15th Lieutenant Governor of Alberta
- In office 10 February 2000 – 6 January 2005
- Monarch: Elizabeth II
- Governor General: Adrienne Clarkson
- Premier: Ralph Klein
- Preceded by: Bud Olson
- Succeeded by: Norman Kwong

Personal details
- Born: Lois Elsa Veregin 30 January 1929 Buchanan, Saskatchewan, Canada
- Died: 6 January 2005 (aged 75) Edmonton, Alberta, Canada
- Spouse: Ted Hole (1952–2003; his death)
- Profession: Author businesswoman horticulturalist educator

= Lois Hole =

Canadian politician (1929–2005)

Lois Elsa Hole, CM, AOE DStJ (née Veregin; 30 January 1929 – 6 January 2005) was a Canadian politician, businesswoman, academician, professional gardener and best-selling author. She was the 15th Lieutenant Governor of Alberta from 10 February 2000 until her death on 6 January 2005. She was known as the "Queen of Hugs" for breaking with protocol and hugging almost everyone she met, including journalists, diplomats and other politicians.

==Early life and family==
Lois Elsa Veregin was born in Buchanan, Saskatchewan, to Michael M. Veregin and Elsa Viktoria Norsten in 1929, not 1933, as was later misreported. Her family moved to Edmonton, Alberta in 1948, where she completed her education at Strathcona Composite High School.

In 1950, she met Ted Hole, a young University of Alberta agriculture student. Several years later they married and moved to a 200 acre farm near St. Albert, Alberta. Lois and Ted Hole ran a successful market garden business from their farm which they, along with their sons Bill and Jim, incorporated as Hole's Greenhouses & Gardens Ltd. in 1979. It remained one of Western Canada's largest retail greenhouse stores until it closed in early 2011 when the Hole family moved the operation to their new site on the edge of Lois Hole Centennial Provincial Park, and opened the Enjoy Centre.

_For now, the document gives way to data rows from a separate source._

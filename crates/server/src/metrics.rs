//! Prometheus request metrics.

use std::sync::Arc;
use std::time::{Duration, Instant};

use axum::extract::{MatchedPath, Request, State};
use axum::http::{StatusCode, header};
use axum::middleware::Next;
use axum::response::{IntoResponse, Response};
use prometheus::{CounterVec, Encoder, HistogramOpts, HistogramVec, Opts, Registry, TextEncoder};
use tracing::error;

/// Collects and exposes HTTP server metrics.
pub struct Metrics {
    registry: Registry,
    http_requests_total: CounterVec,
    http_request_duration_seconds: HistogramVec,
    errors_total: CounterVec,
    network_traffic_bytes: CounterVec,
}

impl Metrics {
    pub fn new() -> Result<Self, prometheus::Error> {
        let registry = Registry::new();

        let http_requests_total = CounterVec::new(
            Opts::new("http_requests_total", "Total number of HTTP requests"),
            &["method", "endpoint", "status"],
        )?;
        let http_request_duration_seconds = HistogramVec::new(
            HistogramOpts::new(
                "http_request_duration_seconds",
                "HTTP request duration in seconds",
            ),
            &["method", "endpoint"],
        )?;
        let errors_total = CounterVec::new(
            Opts::new("errors_total", "Responses with a 4xx or 5xx status"),
            &["class", "endpoint"],
        )?;
        let network_traffic_bytes = CounterVec::new(
            Opts::new("network_traffic_bytes", "Declared body sizes in bytes"),
            &["direction"],
        )?;

        registry.register(Box::new(http_requests_total.clone()))?;
        registry.register(Box::new(http_request_duration_seconds.clone()))?;
        registry.register(Box::new(errors_total.clone()))?;
        registry.register(Box::new(network_traffic_bytes.clone()))?;

        Ok(Self {
            registry,
            http_requests_total,
            http_request_duration_seconds,
            errors_total,
            network_traffic_bytes,
        })
    }

    fn record_request(&self, method: &str, endpoint: &str, status: StatusCode, duration: Duration) {
        self.http_requests_total
            .with_label_values(&[method, endpoint, status.as_str()])
            .inc();
        self.http_request_duration_seconds
            .with_label_values(&[method, endpoint])
            .observe(duration.as_secs_f64());

        let class = if status.is_server_error() {
            "server"
        } else if status.is_client_error() {
            "client"
        } else {
            return;
        };
        self.errors_total.with_label_values(&[class, endpoint]).inc();
    }

    fn record_traffic(&self, direction: &str, bytes: u64) {
        if bytes > 0 {
            self.network_traffic_bytes
                .with_label_values(&[direction])
                .inc_by(bytes as f64);
        }
    }

    /// Renders every registered metric in the text exposition format.
    pub fn render(&self) -> Result<String, prometheus::Error> {
        let mut buffer = Vec::new();
        TextEncoder::new().encode(&self.registry.gather(), &mut buffer)?;
        String::from_utf8(buffer).map_err(|e| prometheus::Error::Msg(e.to_string()))
    }
}

fn content_length(headers: &axum::http::HeaderMap) -> u64 {
    headers
        .get(header::CONTENT_LENGTH)
        .and_then(|v| v.to_str().ok())
        .and_then(|v| v.parse().ok())
        .unwrap_or(0)
}

/// Middleware recording count, latency and traffic per route template.
pub async fn track(State(metrics): State<Arc<Metrics>>, req: Request, next: Next) -> Response {
    let method = req.method().to_string();
    // Route templates keep label cardinality bounded.
    let endpoint = req
        .extensions()
        .get::<MatchedPath>()
        .map(|p| p.as_str().to_owned())
        .unwrap_or_else(|| "unmatched".to_owned());
    metrics.record_traffic("in", content_length(req.headers()));

    let start = Instant::now();
    let response = next.run(req).await;

    metrics.record_request(&method, &endpoint, response.status(), start.elapsed());
    metrics.record_traffic("out", content_length(response.headers()));
    response
}

pub async fn handle_metrics(State(metrics): State<Arc<Metrics>>) -> Response {
    match metrics.render() {
        Ok(text) => (StatusCode::OK, text).into_response(),
        Err(e) => {
            error!("Failed to encode metrics: {}", e);
            (StatusCode::INTERNAL_SERVER_ERROR, "Failed to encode metrics").into_response()
        }
    }
}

===Personal education and involvement in education===

She received her secondary education at Strathcona High School (now known as Old Scona Academic High School) and then her ATCM (her associates diploma) in Music from the Royal Conservatory of Music, Toronto, Ontario.

In 1983, she was awarded an honorary doctorate Doctor of Athabasca University and in 1997 received a Distinguished Citizen Honorary Diploma in Business from Grant MacEwan College and in 2000 received an Honorary Doctorate in Laws from the University of Alberta. In 2003, she received an Honorary Degree in Horticulture from Olds College, Olds, Alberta.

She was a school trustee at St. Albert School District No. 6 in 1998, was a trustee and chairperson, Sturgeon School Division, was on the Athabasca University Governing Council, and Chancellor of University of Alberta, 1998–2000.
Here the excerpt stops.